Home Denial Codes H7
Denial Code H7

Frequency of visits not justified (Updated for 2026)

Frequency of visits not justified

Quick Explanation

Denial code H7 indicates that the payer has determined the frequency of the patient's visits exceeds established utilization guidelines or is not supported by documented clinical necessity. This typically occurs when evaluation and management (E/M) services, physical therapy sessions, or behavioral health visits are billed closely together without clear clinical justification. To resolve this, providers must supply comprehensive medical records proving that the patient's acute condition warranted the accelerated frequency of care.

Common Causes for H7

Denials with code H7 typically happen for the following specific reasons:

How to Prevent H7 Denials

To avoid receiving this denial in the future, implement these specific checks:

Appeal Letter Template for H7

If you believe this claim was denied incorrectly, you can use the following template to submit an appeal.

[Your Practice Header]
[Date]

[Payer Name]
[Appeals Department Address]

RE: Appeal for Claim [Claim Number]
Patient: [Patient Name]
ID: [Patient ID]
Date of Service: [Date]
Denial Code: H7 - Frequency of visits not justified

Dear Appeals Department,

I am writing to appeal the denial of the above-referenced claim, which was denied with code H7: "Frequency of visits not justified".

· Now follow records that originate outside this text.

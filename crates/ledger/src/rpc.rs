use std::sync::atomic::{AtomicU64, Ordering};
use std::time::Duration;

use async_trait::async_trait;
use serde::de::DeserializeOwned;
use serde::{Deserialize, Serialize};
use tracing::debug;

use crate::client::LedgerClient;
use crate::types::{Address, BlockTag, CallRequest, FeeSignals, FinalityReport};
use crate::util::{parse_hex_u64, parse_hex_u128};
use crate::LedgerError;

static RPC_ID: AtomicU64 = AtomicU64::new(1);

#[derive(Debug, Serialize)]
struct JsonRpcRequest<'a, T> {
    jsonrpc: &'static str,
    id: u64,
    method: &'a str,
    params: T,
}

#[derive(Debug, Deserialize)]
#[allow(dead_code)]
struct JsonRpcResponse<T> {
    jsonrpc: Option<String>,
    id: Option<u64>,
    result: Option<T>,
    error: Option<RpcErrorObject>,
}

#[derive(Debug, Deserialize)]
struct RpcErrorObject {
    code: i64,
    message: String,
    data: Option<serde_json::Value>,
}

/// Plain JSON-RPC transport over HTTP.
#[derive(Clone)]
pub struct RpcClient {
    url: String,
    client: reqwest::Client,
}

impl RpcClient {
    pub fn new(url: impl Into<String>) -> Self {
        Self {
            url: url.into(),
            client: reqwest::Client::new(),
        }
    }

    pub fn url(&self) -> &str {
        &self.url
    }

    pub async fn request<P, R>(&self, method: &str, params: P) -> Result<R, LedgerError>
    where
        P: Serialize,
        R: DeserializeOwned,
    {
        let id = RPC_ID.fetch_add(1, Ordering::Relaxed);
        let payload = JsonRpcRequest {
            jsonrpc: "2.0",
            id,
            method,
            params,
        };

        let response = self
            .client
            .post(&self.url)
            .header("Content-Type", "application/json")
            .json(&payload)
            .send()
            .await?;

        let status = response.status();
        if !status.is_success() {
            return Err(LedgerError::Http(format!("HTTP {} from {}", status, self.url)));
        }

        let body: JsonRpcResponse<R> = response.json().await?;
        if let Some(error) = body.error {
            return Err(LedgerError::Rpc {
                code: error.code,
                message: error.message,
                data: error.data,
            });
        }

        body.result.ok_or(LedgerError::MissingResult)
    }
}

const NO_PARAMS: Vec<serde_json::Value> = Vec::new();

/// [`LedgerClient`] implementation backed by a JSON-RPC endpoint.
///
/// Submission goes through `eth_sendTransaction`: the node's keystore owns
/// the account and signs, so the submitting process never holds a key.
#[derive(Clone)]
pub struct RpcLedger {
    rpc: RpcClient,
    receipt_poll: Duration,
}

impl RpcLedger {
    pub fn new(url: impl Into<String>, receipt_poll: Duration) -> Self {
        Self {
            rpc: RpcClient::new(url),
            receipt_poll,
        }
    }

    pub fn endpoint(&self) -> &str {
        self.rpc.url()
    }

    async fn latest_base_fee(&self) -> Result<Option<u128>, LedgerError> {
        let block: serde_json::Value = self
            .rpc
            .request("eth_getBlockByNumber", (BlockTag::Latest.to_param(), false))
            .await?;
        match block.get("baseFeePerGas").and_then(|v| v.as_str()) {
            Some(raw) => Ok(Some(parse_hex_u128(raw)?)),
            None => Ok(None),
        }
    }
}

#[async_trait]
impl LedgerClient for RpcLedger {
    async fn chain_id(&self) -> Result<u64, LedgerError> {
        let result: String = self.rpc.request("eth_chainId", NO_PARAMS).await?;
        parse_hex_u64(&result)
    }

    async fn fee_signals(&self) -> Result<FeeSignals, LedgerError> {
        let base_fee = self.latest_base_fee().await?;

        // Not every node serves eth_maxPriorityFeePerGas; a method-level
        // rejection degrades to "no signal" rather than failing the fetch.
        let priority_fee = match self
            .rpc
            .request::<_, String>("eth_maxPriorityFeePerGas", NO_PARAMS)
            .await
        {
            Ok(raw) => Some(parse_hex_u128(&raw)?),
            Err(LedgerError::Rpc { code, message, .. }) => {
                debug!(code, %message, "no priority fee signal from node");
                None
            }
            Err(other) => return Err(other),
        };

        // eth_gasPrice is universally supported, so any failure here means
        // the endpoint itself is unhealthy and must surface.
        let legacy: String = self.rpc.request("eth_gasPrice", NO_PARAMS).await?;
        let legacy_gas_price = Some(parse_hex_u128(&legacy)?);

        Ok(FeeSignals {
            base_fee,
            priority_fee,
            legacy_gas_price,
        })
    }

    async fn balance(&self, account: &Address) -> Result<u128, LedgerError> {
        let params = vec![
            serde_json::Value::String(account.to_string()),
            BlockTag::Latest.to_param(),
        ];
        let result: String = self.rpc.request("eth_getBalance", params).await?;
        parse_hex_u128(&result)
    }

    async fn pending_nonce(&self, account: &Address) -> Result<u64, LedgerError> {
        let params = vec![
            serde_json::Value::String(account.to_string()),
            BlockTag::Pending.to_param(),
        ];
        let result: String = self.rpc.request("eth_getTransactionCount", params).await?;
        parse_hex_u64(&result)
    }

    async fn simulate(&self, call: &CallRequest) -> Result<u64, LedgerError> {
        let params = vec![serde_json::to_value(call)?, BlockTag::Latest.to_param()];
        let result: String = self.rpc.request("eth_estimateGas", params).await?;
        parse_hex_u64(&result)
    }

    async fn submit(&self, call: &CallRequest) -> Result<String, LedgerError> {
        let params = vec![serde_json::to_value(call)?];
        self.rpc.request("eth_sendTransaction", params).await
    }

    async fn await_finality(&self, tx_hash: &str) -> Result<FinalityReport, LedgerError> {
        loop {
            // Nodes answer `null` until the transaction is included, which
            // surfaces here as either a null value or a missing result.
            let receipt = match self
                .rpc
                .request::<_, serde_json::Value>("eth_getTransactionReceipt", vec![tx_hash])
                .await
            {
                Ok(value) if !value.is_null() => value,
                Ok(_) | Err(LedgerError::MissingResult) => {
                    debug!(%tx_hash, "receipt not yet available");
                    tokio::time::sleep(self.receipt_poll).await;
                    continue;
                }
                Err(other) => return Err(other),
            };

            let ok = receipt
                .get("status")
                .and_then(|v| v.as_str())
                .map(|raw| parse_hex_u64(raw).unwrap_or(0) == 1)
                .unwrap_or(false);
            let block_number = receipt
                .get("blockNumber")
                .and_then(|v| v.as_str())
                .and_then(|raw| parse_hex_u64(raw).ok());

            return Ok(FinalityReport {
                ok,
                block_number,
                tx_hash: tx_hash.to_string(),
            });
        }
    }
}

We are appealing the denial under code H7 (Frequency of visits not justified) for the services provided. Pursuant to CMS Medicare Benefit Policy Manual guidelines, clinical necessity and patient complexity—rather than rigid mathematical frequency caps—must govern the coverage of services. The patient’s acute clinical presentation, characterized by a severe exacerbation of their condition, required closely monitored, high-frequency interventions to prevent inpatient hospitalization and ensure patient safety. The attached medical records contain detailed, distinct clinical assessments, objective progress metrics, and treatment plan adjustments for each date of service, demonstrating that the frequency of care was medically necessary and fully compliant with standard medical practice. We respectfully request that this denial be overturned and the claims be processed for payment.

Attached please find:
1. A copy of the original claim.
2. The relevant medical records supporting the service.
3. [Any other supporting documents].

We respectfully request that you reprocess this claim for payment.

Sincerely,

[Your Name]
[Title]
[Practice Name]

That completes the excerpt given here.